妊婦の世帯年収で子供のアレルギーに変化?山梨大が研究結果 病気に貧富の差
#論文
妊婦の世帯年収によって、生まれてくる子供のアレルギーが食物アレルギーなのか、気管支喘息やアトピー性皮膚炎を持って生まれてくるのかが変わる――山梨大学の研究チームが12月16日、そんな研究結果を発表した。
「妊婦の世帯年収と生まれた子どもの 3 歳時のアレルギー疾患との関連について 子どもの健康と環境に関する全国調査(エコチル調査)における研究成果」
論文の概要はこうだ。
同大のエコチル調査甲信ユニットセンターの研究チームは、環境省のエコチル調査による約7万組の親子のデータを用いて、妊婦の世帯年収と生まれた子どもの3歳時のアレルギー疾患との関連について解析した。
環境省のエコチル調査は、胎児期から小児期にかけての化学物質ばく露が子どもの健康に与える影響を明らかにするために、10年度より全国で約10万組の親子を対象として開始した、大規模かつ長期にわたる出生コホート調査。
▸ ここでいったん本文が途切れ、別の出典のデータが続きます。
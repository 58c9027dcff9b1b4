use crate::error::{RagError, Result};
use crate::indexer::walk;
use crate::models::IndexSummary;
use std::path::{Path, PathBuf};
use tracing::{info, warn};

/// Called before each file of a folder walk with (position, total, path)
pub type ProgressFn<'a> = dyn Fn(usize, usize, &Path) + Send + Sync + 'a;

/// Trait for indexers that keep a searchable copy of files on disk
#[async_trait::async_trait]
pub trait Indexer: Send + Sync {
    /// Replace everything indexed for `path` with its current contents
    async fn index_file(&self, path: &Path) -> Result<IndexSummary>;

    /// Index every supported file under `roots`.
    ///
    /// Directories named in `excludes` or starting with `.` are pruned. A file
    /// that fails is logged and skipped; the summary only counts files that
    /// were processed successfully.
    async fn index_folders(
        &self,
        roots: &[PathBuf],
        excludes: &[String],
        progress: Option<&ProgressFn<'_>>,
    ) -> Result<IndexSummary> {
        let roots = roots.to_vec();
        let excludes = excludes.to_vec();
        let files = tokio::task::spawn_blocking(move || walk::collect_files(&roots, &excludes))
            .await
            .map_err(|e| RagError::Io(std::io::Error::other(e)))?;

        let mut total = IndexSummary::default();
        for (n, file) in files.iter().enumerate() {
            if let Some(report) = progress {
                report(n + 1, files.len(), file);
            }
            match self.index_file(file).await {
                Ok(summary) => total += summary,
                Err(e) => warn!("Failed to index {}: {}", file.display(), e),
            }
        }

        info!(
            "Indexed {} files: {} chunks added, {} removed",
            files.len(),
            total.added,
            total.deleted
        );
        Ok(total)
    }
}
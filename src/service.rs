use crate::config::{Config, QueryConfig};
use crate::embeddings::EmbeddingProvider;
use crate::error::Result;
use crate::indexer::{Indexer, ProgressFn, RagIndex};
use crate::llm::AnswerModel;
use crate::models::{CompactionStats, Hit, IndexStatus, IndexSummary};
use crate::query::{build_prompt, QueryEngine, SearchFilter, SearchOutcome};
use serde::Serialize;
use std::path::{Path, PathBuf};
use std::sync::{Arc, PoisonError, RwLock};
use tracing::{info, warn};

/// Canned reply when the snippets cannot support an answer
pub const NOT_ENOUGH_INFO: &str = "Not enough info from the provided files.";

/// Minimum number of hits fetched to answer a question
const MIN_ANSWER_K: usize = 20;

#[derive(Debug, Clone, Serialize)]
pub struct RagAnswer {
    pub answer: String,
    pub hits: Vec<Hit>,
    pub low_confidence: bool,
}

/// True when the best score is under `min_score` or there are fewer than `min_hits` hits
pub fn is_low_confidence(hits: &[Hit], min_score: f32, min_hits: usize) -> bool {
    let best = hits.iter().map(|h| h.score).fold(f32::NEG_INFINITY, f32::max);
    hits.is_empty() || best < min_score || hits.len() < min_hits
}

/// Owns the index, the query engine and the status snapshot callers poll
pub struct RagService {
    index: Arc<RagIndex>,
    query: QueryEngine,
    settings: QueryConfig,
    status: RwLock<IndexStatus>,
}

impl RagService {
    pub async fn new(index: Arc<RagIndex>, settings: QueryConfig) -> Result<Self> {
        let query = QueryEngine::new(&index.paths().home, index.embedder());
        let mut status = IndexStatus {
            chunks: index.size().await,
            active_chunks: index.active_count().await?,
            ..IndexStatus::default()
        };
        if let Some(reason) = index.recovered_from_corruption() {
            status.warnings.push(reason.to_string());
        }

        Ok(Self {
            index,
            query,
            settings,
            status: RwLock::new(status),
        })
    }

    /// Open the index under the configured storage home
    pub async fn open(config: &Config, embedder: Arc<dyn EmbeddingProvider>) -> Result<Self> {
        let index = RagIndex::open(config.storage_home(), embedder, config.chunking.clone()).await?;
        Self::new(Arc::new(index), config.query.clone()).await
    }

    pub fn index(&self) -> &Arc<RagIndex> {
        &self.index
    }

    pub fn status(&self) -> IndexStatus {
        self.status
            .read()
            .unwrap_or_else(PoisonError::into_inner)
            .clone()
    }

    pub fn set_watching(&self, watching: bool) {
        self.update_status(|status| status.watching = watching);
    }

    fn update_status(&self, apply: impl FnOnce(&mut IndexStatus)) {
        let mut status = self.status.write().unwrap_or_else(PoisonError::into_inner);
        apply(&mut status);
    }

    async fn refresh_counts(&self, last_update: IndexSummary) -> Result<()> {
        let chunks = self.index.size().await;
        let active = self.index.active_count().await?;
        self.update_status(|status| {
            status.chunks = chunks;
            status.active_chunks = active;
            status.last_update = Some(last_update);
        });
        Ok(())
    }

    /// Build or refresh the index over `folders`.
    ///
    /// With `replace`, both persisted files are deleted first so the index holds
    /// exactly these folders afterwards.
    pub async fn ensure_index_started(
        &self,
        folders: &[PathBuf],
        excludes: &[String],
        replace: bool,
        progress: Option<&ProgressFn<'_>>,
    ) -> Result<IndexSummary> {
        if replace {
            self.index.reset().await?;
        }
        let summary = self.index.index_folders(folders, excludes, progress).await?;

        let folder_names = folders.iter().map(|f| f.display().to_string()).collect();
        self.update_status(|status| status.folders = folder_names);
        self.refresh_counts(summary).await?;
        Ok(summary)
    }

    pub async fn compact(&self) -> Result<CompactionStats> {
        let stats = self.index.compact().await?;
        let chunks = self.index.size().await;
        self.update_status(|status| status.chunks = chunks);
        Ok(stats)
    }

    pub async fn search(&self, query: &str, k: usize, filter: &SearchFilter) -> SearchOutcome {
        self.query.search_detailed(query, k, filter).await
    }

    pub fn is_low_confidence(&self, hits: &[Hit]) -> bool {
        is_low_confidence(
            hits,
            self.settings.low_confidence_score,
            self.settings.low_confidence_min_hits,
        )
    }

    /// Answer `query` from the best `n_ctx` snippets.
    ///
    /// The model is not called when nothing matched. A failing model degrades
    /// to the canned answer; the hits are still returned.
    pub async fn rag_answer(&self, query: &str, n_ctx: usize, model: &dyn AnswerModel) -> RagAnswer {
        let k = self.settings.k.max(MIN_ANSWER_K).max(n_ctx.saturating_mul(2));
        let hits = self
            .query
            .search(query, k, &SearchFilter::default())
            .await;
        if hits.is_empty() {
            return RagAnswer {
                answer: NOT_ENOUGH_INFO.to_string(),
                hits,
                low_confidence: true,
            };
        }

        let low_confidence = self.is_low_confidence(&hits);
        let (system, user) = build_prompt(query, &hits, n_ctx);
        let answer = match model.complete(&system, &user).await {
            Ok(answer) => answer.trim().to_string(),
            Err(e) => {
                warn!("Answer model failed: {:#}", e);
                NOT_ENOUGH_INFO.to_string()
            }
        };

        let mut hits = hits;
        hits.truncate(n_ctx);
        RagAnswer {
            answer,
            hits,
            low_confidence,
        }
    }
}

#[async_trait::async_trait]
impl Indexer for RagService {
    async fn index_file(&self, path: &Path) -> Result<IndexSummary> {
        let summary = self.index.index_file(path).await?;
        if summary != IndexSummary::default() {
            info!(
                "Updated {}: {} added, {} removed",
                path.display(),
                summary.added,
                summary.deleted
            );
            self.refresh_counts(summary).await?;
        }
        Ok(summary)
    }
}
use crate::extractor::html::HtmlExtractor;
use crate::extractor::office::{DocxExtractor, PptxExtractor};
use crate::extractor::pdf::PdfExtractor;
use crate::extractor::r#trait::{ExtractedText, TextExtractor};
use crate::extractor::text::PlainTextExtractor;
use crate::utils;
use std::path::Path;
use std::sync::Arc;
use tracing::warn;

/// Registry for managing file type extractors
pub struct ExtractorRegistry {
    extractors: Vec<Arc<dyn TextExtractor>>,
    fallback: Arc<dyn TextExtractor>,
}

impl ExtractorRegistry {
    /// Create a new registry with default extractors
    pub fn new() -> Self {
        let mut registry = Self {
            extractors: Vec::new(),
            fallback: Arc::new(PlainTextExtractor::new()),
        };

        registry.register(Arc::new(PdfExtractor::new()));
        registry.register(Arc::new(DocxExtractor::new()));
        registry.register(Arc::new(PptxExtractor::new()));
        registry.register(Arc::new(PlainTextExtractor::new()));
        registry.register(Arc::new(HtmlExtractor::new()));

        registry
    }

    /// Register a new extractor; later registrations do not shadow earlier ones
    pub fn register(&mut self, extractor: Arc<dyn TextExtractor>) {
        self.extractors.push(extractor);
    }

    /// Find an extractor for the extension, falling back to plain text
    pub fn get_extractor(&self, ext: &str) -> Arc<dyn TextExtractor> {
        for extractor in &self.extractors {
            if extractor.supports_extension(ext) {
                return extractor.clone();
            }
        }
        self.fallback.clone()
    }

    /// Extract text from a file. Never fails: any I/O or parser error is
    /// logged and yields empty text.
    pub async fn load_text(&self, path: &Path) -> ExtractedText {
        let ext = utils::get_extension(path).unwrap_or_default();
        let extractor = self.get_extractor(&ext);
        match extractor.extract(path).await {
            Ok(extracted) => extracted,
            Err(e) => {
                warn!("Failed to extract text from {}: {}", path.display(), e);
                ExtractedText::empty()
            }
        }
    }
}

impl Default for ExtractorRegistry {
    fn default() -> Self {
        Self::new()
    }
}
分析は、年収が「400万円以上600万円未満の世帯」を「平均群」とし、その世帯の妊婦から生まれた子どもと、年収が「200万円未満」「200万円以上400万円未満」「600万円以上」のそれぞれの世帯の妊婦から生まれた子どもの 3 歳時のアレルギー疾患の罹患状況を比較検討した。
その結果、世帯年収が平均的な群の妊婦から生まれた子どもと比べて、200万円未満の妊婦から生まれた子どもでは、3歳時における気管支喘息やアトピー性皮膚炎の罹患と関連があることが明らかになった。
一方、世帯年収が600万円以上の妊婦から生まれた子どもは、3歳時において食物アレルギーの発症と関連があることが分かった。
一般的に小児のアレルギー疾患の関連因子として考えられているものには、妊娠前の母親のBMI(ボディマス指数)、妊娠時の母親の年齢、妊婦またはパートナーのアレルギー疾患の既往、受動喫煙、分娩様式、早産、生まれた子どものきょうだいの有無、出生体重、生まれた子どもの性別、母乳栄養による育児、生まれた子どもの1歳時の保育施設通園、生まれた子どものRSウイルス感染症罹患歴(気管支喘息のみ)、生まれた子どもの1歳時のアトピー性皮膚炎(食物アレルギーのみ)がある。
研究チームは、今回の分析に当たっては、これらの関連因子を考慮した解析を行った。
今回の研究結果のように、病気と貧富の差の関係は昔から言われている。例えば、かつて糖尿病は“贅沢病”と言われていた。裕福な人ほど、美味しいもの、カロリーの高いものなどをたくさん食べるという発想から、それが糖尿病の原因になっていると考えられたからだ。高尿酸血症(痛風)なども同様に考えられていた時期がある。
今回の研究結果についても、SNSなどでは「子どもの病気にも、親の貧富の差が影響するのか」といった声が聞かれた。
だが、“贅沢病”と言われた糖尿病では研究が進むに連れ、世界的に見て糖尿病罹患率が高い国は中・低所得国が大半だという意外な事実が判明する。
この背景には、所得が高い層は野菜や肉など様々な食べ物を摂取し、糖質摂取の原因となる穀類の摂取量が少ないのに対して、低所得ほど食べ物が糖質の塊である炭水化物に頼る傾向が強いことがある。
つまり、確かに糖尿病は貧富の差に関係はしていたのだが、実は“贅沢病”ではなく、“貧困病”に近い性質を持っていたことが分かった。
もちろん、裕福な人でも糖尿病になる人はいる。従って、貧富だけが原因となっているのではなく、偏食なども大きな要因あり、糖尿病・脂質異常症・高血圧・高尿酸血症(痛風)などの生活習慣病の多くは、食事も含めた様々な生活習慣が発症原因に深く関与していると考えられている。
今回の山梨大の研究結果も、単に妊婦の所得格差だけが原因ではなく、「今後はその理由や背景についてより詳しく分析し、増加傾向にある子どものアレルギー疾患の予防に向けた保健指導等につなげていくことが重要」とコメントしている。
研究の成果は、アレルギー分野の学術誌「International Archives of Allergy and Immunology」に掲載された。